I would use a diode on both Lock and Unlock outputs.  If you are absolutely certain you have the correct BLACK/ White

Unlock wire, you can test as follows.  Use a jumper with one end on chassis ground and the end other touch to the
BLACK/ White Unlock wire.  ( A 1 Amp fuse in the jumper will add some safety.)  The doors should unlock.  That will
prove you have the correct wire and the Autopage Unlock output is bad.

Here is some additional info from DEI for another location for the wires and a note about the unlock going to sleep.

Vehicles with keyless entry, the lock wire is WHITE/ red (-), in the driver kick, door harness or also at the VSM, gray plug, pin 3.

Vehicles with keyless entry, the unlock wire is BLACK/ white (-), in the driver kick, door harness or also at the VSM, gray plug, pin 2.
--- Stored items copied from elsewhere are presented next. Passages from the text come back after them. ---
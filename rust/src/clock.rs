//! Wall-clock sources.

use chrono::{DateTime, Utc};
use std::fmt::Debug;

/// Source of the current instant.
pub trait Clock: Send + Sync + Debug {
    fn now(&self) -> DateTime<Utc>;
}

/// Reads the system clock.
#[derive(Clone, Copy, Debug, Default)]
pub struct SystemClock;

impl Clock for SystemClock {
    fn now(&self) -> DateTime<Utc> {
        Utc::now()
    }
}

/// Always reports the same instant. Used to drive schedules under simulated time.
#[derive(Clone, Copy, Debug)]
pub struct FixedClock(pub DateTime<Utc>);

impl Clock for FixedClock {
    fn now(&self) -> DateTime<Utc> {
        self.0
    }
}

#[cfg(test)]
mod tests {
    use super::*;
    use chrono::TimeZone;

    #[test]
    fn test_fixed_clock() {
        let at = Utc.with_ymd_and_hms(2025, 1, 6, 9, 30, 0).unwrap();
        let clock = FixedClock(at);
        assert_eq!(clock.now(), at);
        assert_eq!(clock.now(), at);
    }
}
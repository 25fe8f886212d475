//! Admission grants handed to the worker loop.

use chrono::{DateTime, Duration, Utc};

use crate::window::{Capacity, Rate};

/// Starting at `valid_from`, for `duration`, admit the capacity of `rate`.
///
/// Must be recomputed at `valid_until()`.
#[derive(Clone, Copy, Debug, PartialEq, Eq)]
pub struct Schedule {
    valid_from: DateTime<Utc>,
    duration: Duration,
    rate: Rate,
}

impl Schedule {
    pub fn new(valid_from: DateTime<Utc>, duration: Duration, rate: Rate) -> Self {
        debug_assert!(duration >= Duration::zero());
        Self {
            valid_from,
            duration,
            rate,
        }
    }

    pub fn valid_from(&self) -> DateTime<Utc> {
        self.valid_from
    }

    pub fn duration(&self) -> Duration {
        self.duration
    }

    pub fn rate(&self) -> Rate {
        self.rate
    }

    #[inline]
    pub fn valid_until(&self) -> DateTime<Utc> {
        self.valid_from + self.duration
    }

    /// Total work admitted over the whole schedule.
    pub fn total(&self) -> Capacity {
        self.rate.capacity_for(self.duration)
    }
}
The VSM (Vehicle Security Module) is to the right of the accelerator pedal above the transmission hump below the radio.

Not accessible from radio opening.

Vehicles with keyless entry the VSM shuts down after the doors have been locked for a certain time period, to wake up the

system refer to Tech Doc 1094.

Tech Tip 1094 can be found here :  https://www.the12volt.com/installbay/file.asp?ID=1077

Don't think H6/3 isn't an issue here.  It's used for "progressive unlocking".

Soldering is fun!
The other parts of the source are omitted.